• THE PROBLEM: Where does the word "FeatureError" appear in the data? Copy every line that holds it.

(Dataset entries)
((

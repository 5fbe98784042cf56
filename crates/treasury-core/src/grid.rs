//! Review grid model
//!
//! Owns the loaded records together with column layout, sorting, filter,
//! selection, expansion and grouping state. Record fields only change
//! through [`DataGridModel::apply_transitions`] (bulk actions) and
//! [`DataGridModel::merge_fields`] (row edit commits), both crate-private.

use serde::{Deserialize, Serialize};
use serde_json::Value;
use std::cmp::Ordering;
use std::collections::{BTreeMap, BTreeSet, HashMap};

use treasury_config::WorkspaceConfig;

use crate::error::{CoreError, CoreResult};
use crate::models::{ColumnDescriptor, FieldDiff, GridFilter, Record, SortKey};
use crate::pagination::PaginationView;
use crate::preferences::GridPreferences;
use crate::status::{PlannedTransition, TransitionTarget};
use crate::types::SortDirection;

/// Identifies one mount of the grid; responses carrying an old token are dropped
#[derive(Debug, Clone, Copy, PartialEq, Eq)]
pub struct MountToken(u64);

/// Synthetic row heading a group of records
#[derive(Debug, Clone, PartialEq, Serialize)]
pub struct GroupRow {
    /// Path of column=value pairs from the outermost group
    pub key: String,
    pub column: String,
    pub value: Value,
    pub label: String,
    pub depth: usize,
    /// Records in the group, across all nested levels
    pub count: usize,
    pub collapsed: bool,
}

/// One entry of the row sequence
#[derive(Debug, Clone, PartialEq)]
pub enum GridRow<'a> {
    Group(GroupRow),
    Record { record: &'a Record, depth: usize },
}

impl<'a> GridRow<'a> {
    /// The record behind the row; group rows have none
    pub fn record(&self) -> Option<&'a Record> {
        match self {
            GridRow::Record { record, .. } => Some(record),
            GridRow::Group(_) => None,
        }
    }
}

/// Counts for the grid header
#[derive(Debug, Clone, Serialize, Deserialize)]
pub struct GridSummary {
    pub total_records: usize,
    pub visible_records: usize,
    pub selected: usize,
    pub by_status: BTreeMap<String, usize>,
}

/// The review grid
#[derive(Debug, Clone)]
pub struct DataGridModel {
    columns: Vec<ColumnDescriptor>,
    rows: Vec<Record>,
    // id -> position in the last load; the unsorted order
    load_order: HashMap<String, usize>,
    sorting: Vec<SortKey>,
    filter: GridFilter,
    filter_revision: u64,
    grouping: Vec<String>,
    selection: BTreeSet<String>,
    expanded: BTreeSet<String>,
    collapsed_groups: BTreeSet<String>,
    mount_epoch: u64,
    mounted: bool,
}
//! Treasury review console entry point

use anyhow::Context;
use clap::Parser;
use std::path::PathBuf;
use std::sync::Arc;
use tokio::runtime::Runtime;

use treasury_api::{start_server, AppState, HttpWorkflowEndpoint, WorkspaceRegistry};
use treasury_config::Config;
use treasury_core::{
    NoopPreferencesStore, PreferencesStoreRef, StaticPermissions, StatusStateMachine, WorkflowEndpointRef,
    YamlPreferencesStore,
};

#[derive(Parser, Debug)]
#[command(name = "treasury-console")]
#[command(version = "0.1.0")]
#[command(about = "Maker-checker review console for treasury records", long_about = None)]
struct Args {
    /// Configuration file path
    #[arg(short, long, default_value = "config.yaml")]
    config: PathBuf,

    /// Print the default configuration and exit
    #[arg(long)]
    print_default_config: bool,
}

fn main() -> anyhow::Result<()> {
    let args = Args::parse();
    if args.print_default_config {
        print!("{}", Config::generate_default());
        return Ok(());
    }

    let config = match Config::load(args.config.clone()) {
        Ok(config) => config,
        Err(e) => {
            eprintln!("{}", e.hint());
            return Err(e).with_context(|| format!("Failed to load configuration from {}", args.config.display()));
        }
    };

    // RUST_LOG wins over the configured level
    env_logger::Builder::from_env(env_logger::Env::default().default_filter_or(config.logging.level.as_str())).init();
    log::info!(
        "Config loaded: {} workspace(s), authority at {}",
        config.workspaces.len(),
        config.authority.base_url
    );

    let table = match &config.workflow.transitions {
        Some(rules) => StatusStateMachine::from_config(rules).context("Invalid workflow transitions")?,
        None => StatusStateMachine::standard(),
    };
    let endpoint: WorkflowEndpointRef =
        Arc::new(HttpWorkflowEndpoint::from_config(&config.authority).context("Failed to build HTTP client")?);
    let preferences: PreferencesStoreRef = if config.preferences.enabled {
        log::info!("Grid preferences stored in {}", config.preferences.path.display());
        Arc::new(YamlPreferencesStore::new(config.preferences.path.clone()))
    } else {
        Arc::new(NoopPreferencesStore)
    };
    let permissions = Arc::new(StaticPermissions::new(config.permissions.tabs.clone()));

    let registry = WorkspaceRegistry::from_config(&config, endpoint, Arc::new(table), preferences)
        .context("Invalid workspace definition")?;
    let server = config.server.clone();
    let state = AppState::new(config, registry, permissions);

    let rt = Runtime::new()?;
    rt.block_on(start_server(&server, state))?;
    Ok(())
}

))
((

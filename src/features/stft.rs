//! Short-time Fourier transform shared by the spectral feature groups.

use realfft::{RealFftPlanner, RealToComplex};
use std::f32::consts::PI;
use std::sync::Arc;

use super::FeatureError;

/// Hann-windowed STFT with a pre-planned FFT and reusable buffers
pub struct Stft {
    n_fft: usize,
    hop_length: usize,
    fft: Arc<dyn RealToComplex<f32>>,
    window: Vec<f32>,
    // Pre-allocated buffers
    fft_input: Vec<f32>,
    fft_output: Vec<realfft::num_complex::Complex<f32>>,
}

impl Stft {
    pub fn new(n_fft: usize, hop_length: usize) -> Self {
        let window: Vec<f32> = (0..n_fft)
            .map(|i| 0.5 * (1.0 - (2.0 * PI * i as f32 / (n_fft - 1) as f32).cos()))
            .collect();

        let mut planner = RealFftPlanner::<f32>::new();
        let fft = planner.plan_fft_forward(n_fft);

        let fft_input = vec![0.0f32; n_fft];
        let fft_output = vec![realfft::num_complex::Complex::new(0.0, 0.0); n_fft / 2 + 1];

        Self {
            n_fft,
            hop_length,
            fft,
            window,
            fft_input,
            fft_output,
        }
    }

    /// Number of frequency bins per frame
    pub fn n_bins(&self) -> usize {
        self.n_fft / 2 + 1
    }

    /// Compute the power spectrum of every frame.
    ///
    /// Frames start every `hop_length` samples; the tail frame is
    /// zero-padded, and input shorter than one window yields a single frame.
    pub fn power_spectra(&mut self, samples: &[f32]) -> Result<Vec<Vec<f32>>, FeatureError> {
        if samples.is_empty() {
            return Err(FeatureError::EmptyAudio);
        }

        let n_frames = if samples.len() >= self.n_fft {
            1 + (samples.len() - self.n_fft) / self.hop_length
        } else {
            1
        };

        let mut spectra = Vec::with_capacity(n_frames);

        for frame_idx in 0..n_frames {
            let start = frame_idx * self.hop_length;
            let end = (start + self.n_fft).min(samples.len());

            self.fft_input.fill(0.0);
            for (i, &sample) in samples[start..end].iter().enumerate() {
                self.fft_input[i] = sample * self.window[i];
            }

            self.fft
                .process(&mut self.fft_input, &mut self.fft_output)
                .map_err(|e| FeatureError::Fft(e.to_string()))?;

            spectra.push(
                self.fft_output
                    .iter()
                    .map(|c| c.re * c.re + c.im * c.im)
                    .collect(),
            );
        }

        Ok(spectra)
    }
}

))
((

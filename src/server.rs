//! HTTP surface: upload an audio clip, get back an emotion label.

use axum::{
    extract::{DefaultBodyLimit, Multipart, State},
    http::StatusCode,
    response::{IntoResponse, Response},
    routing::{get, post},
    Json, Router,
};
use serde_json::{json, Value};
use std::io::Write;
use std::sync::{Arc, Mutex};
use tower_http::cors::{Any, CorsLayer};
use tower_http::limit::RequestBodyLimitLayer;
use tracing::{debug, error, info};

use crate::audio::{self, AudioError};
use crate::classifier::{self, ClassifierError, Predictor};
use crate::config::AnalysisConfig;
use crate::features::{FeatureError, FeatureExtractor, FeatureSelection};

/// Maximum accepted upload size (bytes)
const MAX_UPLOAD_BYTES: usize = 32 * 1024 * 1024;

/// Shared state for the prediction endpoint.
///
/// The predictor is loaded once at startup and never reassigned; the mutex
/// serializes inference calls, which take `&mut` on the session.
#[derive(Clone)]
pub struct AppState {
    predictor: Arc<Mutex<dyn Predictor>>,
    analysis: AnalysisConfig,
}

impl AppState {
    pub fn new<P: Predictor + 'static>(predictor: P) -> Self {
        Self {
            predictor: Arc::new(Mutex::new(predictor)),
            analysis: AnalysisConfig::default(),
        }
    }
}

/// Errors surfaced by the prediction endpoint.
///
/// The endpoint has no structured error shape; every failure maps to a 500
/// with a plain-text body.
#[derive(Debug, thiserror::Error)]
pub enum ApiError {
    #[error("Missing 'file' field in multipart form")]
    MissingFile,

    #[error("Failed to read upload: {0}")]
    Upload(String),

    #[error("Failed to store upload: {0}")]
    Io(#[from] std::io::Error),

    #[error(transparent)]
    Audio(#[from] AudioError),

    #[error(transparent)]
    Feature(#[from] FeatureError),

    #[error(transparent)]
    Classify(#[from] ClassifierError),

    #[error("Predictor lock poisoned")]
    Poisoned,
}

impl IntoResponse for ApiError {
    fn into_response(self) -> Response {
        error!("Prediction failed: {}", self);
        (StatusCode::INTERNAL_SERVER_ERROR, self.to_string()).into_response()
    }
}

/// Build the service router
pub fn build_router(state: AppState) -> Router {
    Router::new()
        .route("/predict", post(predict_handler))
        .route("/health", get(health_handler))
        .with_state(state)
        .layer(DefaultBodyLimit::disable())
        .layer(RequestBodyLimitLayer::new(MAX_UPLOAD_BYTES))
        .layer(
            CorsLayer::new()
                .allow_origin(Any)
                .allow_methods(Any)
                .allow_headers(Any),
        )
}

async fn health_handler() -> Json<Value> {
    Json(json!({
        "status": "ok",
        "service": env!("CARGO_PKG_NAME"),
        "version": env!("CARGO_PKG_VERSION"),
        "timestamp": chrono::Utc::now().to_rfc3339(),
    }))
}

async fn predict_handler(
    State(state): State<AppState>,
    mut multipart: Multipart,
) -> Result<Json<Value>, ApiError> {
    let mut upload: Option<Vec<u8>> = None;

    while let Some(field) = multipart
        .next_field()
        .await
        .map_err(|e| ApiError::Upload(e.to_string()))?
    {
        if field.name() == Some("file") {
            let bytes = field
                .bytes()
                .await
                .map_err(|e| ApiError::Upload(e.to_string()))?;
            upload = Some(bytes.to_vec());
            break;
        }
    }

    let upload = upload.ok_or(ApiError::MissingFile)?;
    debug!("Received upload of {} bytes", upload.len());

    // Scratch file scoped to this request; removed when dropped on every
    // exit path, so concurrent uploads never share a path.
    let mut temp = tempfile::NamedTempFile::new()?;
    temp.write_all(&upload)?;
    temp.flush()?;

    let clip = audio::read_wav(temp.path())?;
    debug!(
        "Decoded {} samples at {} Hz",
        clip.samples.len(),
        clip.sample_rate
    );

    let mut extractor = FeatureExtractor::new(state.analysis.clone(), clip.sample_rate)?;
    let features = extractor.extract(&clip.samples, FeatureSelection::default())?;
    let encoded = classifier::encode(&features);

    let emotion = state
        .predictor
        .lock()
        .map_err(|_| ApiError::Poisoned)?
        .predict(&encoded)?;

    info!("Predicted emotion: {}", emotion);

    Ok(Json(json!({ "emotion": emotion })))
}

))

• REPLY:
use super::FeatureError;
    pub fn power_spectra(&mut self, samples: &[f32]) -> Result<Vec<Vec<f32>>, FeatureError> {
            return Err(FeatureError::EmptyAudio);
                .map_err(|e| FeatureError::Fft(e.to_string()))?;
use crate::features::{FeatureError, FeatureExtractor, FeatureSelection};
    Feature(#[from] FeatureError),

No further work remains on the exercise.